Энском долго смотрел на друга, читая важность просьбы, затем попросил его зайти за перегородку.
Когда Камбер скрылся, архиепископ подошел к стене и дернул шелковый шнур. Через несколько минут раздался стук, и в комнату вошел монах в черной сутане.
Он увидел, что архиепископ сидит на постели с весьма усталым и нездоровым видом.
— Ваша милость, что случилось?
— Мне нехорошо, — слабым голосом ответил симулянт. — Будь добр, попроси епископа Роланда заменить меня на полуночной мессе.
— Полуночная месса? Конечно, ваша милость. Может, я могу помочь вам чем-нибудь? Может, послать за аптекарем или Целителем?
— Нет, это не нужно, — пробормотал Энском. Он лег на постель и тяжело вздохнул.
— Наверное, я что-то съел.

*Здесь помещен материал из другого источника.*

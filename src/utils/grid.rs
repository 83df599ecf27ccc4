//! Fixed-width grid rendering for CLI outputs.
//! Widths are display widths (unicode-aware), not byte lengths, so CJK
//! member names do not break the seat board alignment.

use crate::utils::formatting::pad_display;

pub struct Column {
    pub header: String,
    pub width: usize,
}

impl Column {
    pub fn new(header: &str, width: usize) -> Self {
        Self {
            header: header.to_string(),
            width,
        }
    }
}

pub struct Grid {
    pub columns: Vec<Column>,
    pub rows: Vec<Vec<String>>,
}

impl Grid {
    pub fn new(columns: Vec<Column>) -> Self {
        Self {
            columns,
            rows: Vec::new(),
        }
    }

    pub fn add_row(&mut self, row: Vec<String>) {
        self.rows.push(row);
    }

    pub fn render(&self) -> String {
        let mut out = String::new();

        // header row
        for col in &self.columns {
            out.push_str(&pad_display(&col.header, col.width));
            out.push(' ');
        }
        out.push('\n');

        // body
        for row in &self.rows {
            for (i, col) in self.columns.iter().enumerate() {
                out.push_str(&pad_display(&row[i], col.width));
                out.push(' ');
            }
            out.push('\n');
        }

        out
    }
}
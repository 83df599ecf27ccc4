use crate::cli::parser::Commands;
use crate::config::Config;
use crate::errors::AppResult;

use std::path::Path;
use std::process::Command;

fn launch_editor(editor: &str, path: &Path) -> bool {
    Command::new(editor)
        .arg(path)
        .status()
        .map(|s| s.success())
        .unwrap_or(false)
}

/// Handle the `config` subcommand
pub fn handle(cmd: &Commands, cfg: &Config) -> AppResult<()> {
    if let Commands::Config {
        print_config,
        edit_config,
        editor,
    } = cmd
    {
        let path = Config::config_file();

        // ---- PRINT CONFIG ----
        if *print_config {
            println!("📄 Current configuration:\n");
            println!("{}", serde_yaml::to_string(&cfg).unwrap());
        }

        // ---- EDIT CONFIG ----
        if *edit_config {
            let default_editor = std::env::var("EDITOR")
                .or_else(|_| std::env::var("VISUAL"))
                .unwrap_or_else(|_| {
                    if cfg!(target_os = "windows") {
                        "notepad".to_string()
                    } else {
                        "nano".to_string()
                    }
                });

            let editor_to_use = editor.clone().unwrap_or_else(|| default_editor.clone());

            if launch_editor(&editor_to_use, &path) {
                println!(
                    "✅ Configuration file edited successfully using '{}'",
                    editor_to_use
                );
            } else {
                eprintln!(
                    "⚠️  Editor '{}' not available, falling back to '{}'",
                    editor_to_use, default_editor
                );

                if launch_editor(&default_editor, &path) {
                    println!(
                        "✅ Configuration file edited successfully using fallback '{}'",
                        default_editor
                    );
                } else {
                    eprintln!(
                        "❌ Failed to edit configuration file using fallback '{}'",
                        default_editor
                    );
                }
            }
        }
    }

    Ok(())
}
pub mod seat;
pub mod session;
pub mod table;

pub use seat::{Seat, SeatStatus};
pub use session::{BuyInValue, SessionRecord, TransferNote};
pub use table::{SEATS_PER_TABLE, Table};
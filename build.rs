#[cfg(target_os = "windows")]
fn main() {
    use winresource::WindowsResource;

    let mut res = WindowsResource::new();
    res.set("FileDescription", "rTabletimer CLI")
        .set("ProductName", "rTabletimer")
        .set("OriginalFilename", "rtabletimer.exe")
        .set("FileVersion", env!("CARGO_PKG_VERSION"))
        .set("ProductVersion", env!("CARGO_PKG_VERSION"))
        .compile()
        .expect("Failed to embed resource metadata");
}

#[cfg(not(target_os = "windows"))]
fn main() {}
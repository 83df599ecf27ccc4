//! Path utilities: expand ~, validate absolute paths, prepare export targets.

use crate::errors::AppResult;
use std::fs;
use std::path::{Path, PathBuf};

pub fn expand_tilde(path: &str) -> PathBuf {
    if path.starts_with("~/")
        && let Some(home) = dirs::home_dir()
    {
        return home.join(path.trim_start_matches("~/"));
    }
    PathBuf::from(path)
}

pub fn is_absolute(path: &str) -> bool {
    PathBuf::from(path).is_absolute()
}

/// Create the parent directory of `path` if it does not exist yet.
/// Used for generated export files under the configured export dir.
pub fn ensure_parent_dir(path: &Path) -> AppResult<()> {
    if let Some(parent) = path.parent()
        && !parent.as_os_str().is_empty()
    {
        fs::create_dir_all(parent)?;
    }
    Ok(())
}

Помолюсь и постараюсь уснуть. К утру все пройдет.
— Хорошо, ваша милость, — сказал монах с сомнением в голосе. — Если вы не уверены…
— Я уверен, отец. Теперь иди, и пусть меня не беспокоят, ясно?
— Да, ваша милость.
Не успела закрыться дверь, как Энском вскочил с постели и подошел к укрытию Камбера. Тот усмехнулся, увидев лицо архиепископа.

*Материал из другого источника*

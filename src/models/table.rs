use super::seat::{Seat, SeatStatus};
use super::session::SessionRecord;
use crate::utils::time::elapsed_seconds;
use chrono::{DateTime, Local};
use serde::{Deserialize, Serialize};

/// Seats are fixed per table; the list is never resized.
pub const SEATS_PER_TABLE: usize = 9;

/// One physical poker table: the table clock plus nine seats and the
/// append-only ledger of closed sessions.
///
/// Clock invariant: while `is_running`, `last_start_time` is set and the true
/// elapsed time is `elapsed_seconds` plus the open interval; while stopped,
/// `elapsed_seconds` alone is authoritative and the anchor is `None`.
#[derive(Debug, Clone, Serialize, Deserialize)]
pub struct Table {
    pub id: String,
    pub name: String,
    #[serde(default)]
    pub blinds: String,
    pub opened_at: Option<String>,
    pub closed_at: Option<String>,
    pub is_running: bool,
    pub last_start_time: Option<DateTime<Local>>,
    pub elapsed_seconds: i64,
    pub seats: Vec<Seat>,
    pub ledger: Vec<SessionRecord>,
}

impl Table {
    /// A stopped table with nine idle seats and an empty ledger.
    pub fn fresh(id: &str, name: &str) -> Self {
        Self {
            id: id.to_string(),
            name: name.to_string(),
            blinds: String::new(),
            opened_at: None,
            closed_at: None,
            is_running: false,
            last_start_time: None,
            elapsed_seconds: 0,
            seats: (1..=SEATS_PER_TABLE as u8).map(Seat::idle).collect(),
            ledger: Vec::new(),
        }
    }

    pub fn seat(&self, seat_id: u8) -> Option<&Seat> {
        self.seats.iter().find(|s| s.id == seat_id)
    }

    pub fn seat_mut(&mut self, seat_id: u8) -> Option<&mut Seat> {
        self.seats.iter_mut().find(|s| s.id == seat_id)
    }

    pub fn seated_count(&self) -> usize {
        self.seats
            .iter()
            .filter(|s| s.status == SeatStatus::Seated)
            .count()
    }

    pub fn occupied_count(&self) -> usize {
        self.seats.iter().filter(|s| s.is_occupied()).count()
    }

    /// The at-most-one *other* seat currently occupied by `member`.
    /// Scope is this table only.
    pub fn occupied_seat_of(&self, member: &str, exclude_seat: u8) -> Option<&Seat> {
        self.seats
            .iter()
            .find(|s| s.id != exclude_seat && s.is_occupied() && s.member == member)
    }

    /// Projected running time of the table clock at `now`.
    pub fn elapsed_at(&self, now: DateTime<Local>) -> i64 {
        match (self.is_running, self.last_start_time) {
            (true, Some(anchor)) => self.elapsed_seconds + elapsed_seconds(anchor, now),
            _ => self.elapsed_seconds,
        }
    }
}
use crate::cli::parser::Commands;
use crate::config::Config;
use crate::errors::AppResult;
use crate::store;
use crate::store::state::{load_tables, save_tables};
use crate::ui::messages::{success, warning};

use super::{audit, find_table_index};

/// Handle the table-metadata setters: `rename` and `blinds`.
pub fn handle(cmd: &Commands, cfg: &Config) -> AppResult<()> {
    match cmd {
        Commands::Rename { table, name } => rename(cfg, table, name),
        Commands::Blinds { table, blinds } => set_blinds(cfg, table, blinds),
        _ => Ok(()),
    }
}

fn rename(cfg: &Config, table: &str, name: &str) -> AppResult<()> {
    let trimmed = name.trim();
    if trimmed.is_empty() {
        warning("Table name unchanged (empty name given).");
        return Ok(());
    }

    let mut pool = store::open(&cfg.database)?;
    let mut tables = load_tables(&mut pool)?;
    let idx = find_table_index(&tables, table)?;

    let old = tables[idx].name.clone();
    tables[idx].name = trimmed.to_string();
    save_tables(&mut pool, &tables)?;

    audit(
        &pool,
        "rename",
        table,
        &format!("Table renamed: {} -> {}", old, trimmed),
    );
    success(format!("{} renamed to {}", old, trimmed));
    Ok(())
}

fn set_blinds(cfg: &Config, table: &str, blinds: &str) -> AppResult<()> {
    let mut pool = store::open(&cfg.database)?;
    let mut tables = load_tables(&mut pool)?;
    let idx = find_table_index(&tables, table)?;

    let trimmed = blinds.trim().to_string();
    tables[idx].blinds = trimmed.clone();
    let name = tables[idx].name.clone();
    save_tables(&mut pool, &tables)?;

    let message = if trimmed.is_empty() {
        format!("Blinds cleared on {}", name)
    } else {
        format!("Blinds on {} set to {}", name, trimmed)
    };
    audit(&pool, "blinds", table, &message);
    success(message);
    Ok(())
}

— Не напомнило ли это вам уловки двух монахов в Грекоте? Однако те времена были повеселее нынешних.
— Но я надеюсь, что мы стали лучше с тех пор, — заметил Энском. — Ну, что дальше?
— Теперь к вашему ближайшему Порталу.
— Ты стоишь перед ним, — ответил Энском. Он подтолкнул Камбера вперед и встал рядом.
— Что я должен делать?
— Открой свой мозг для меня и позволь мне проникнуть в него. Я обещаю тебе дать всю информацию, как только мы будем на месте.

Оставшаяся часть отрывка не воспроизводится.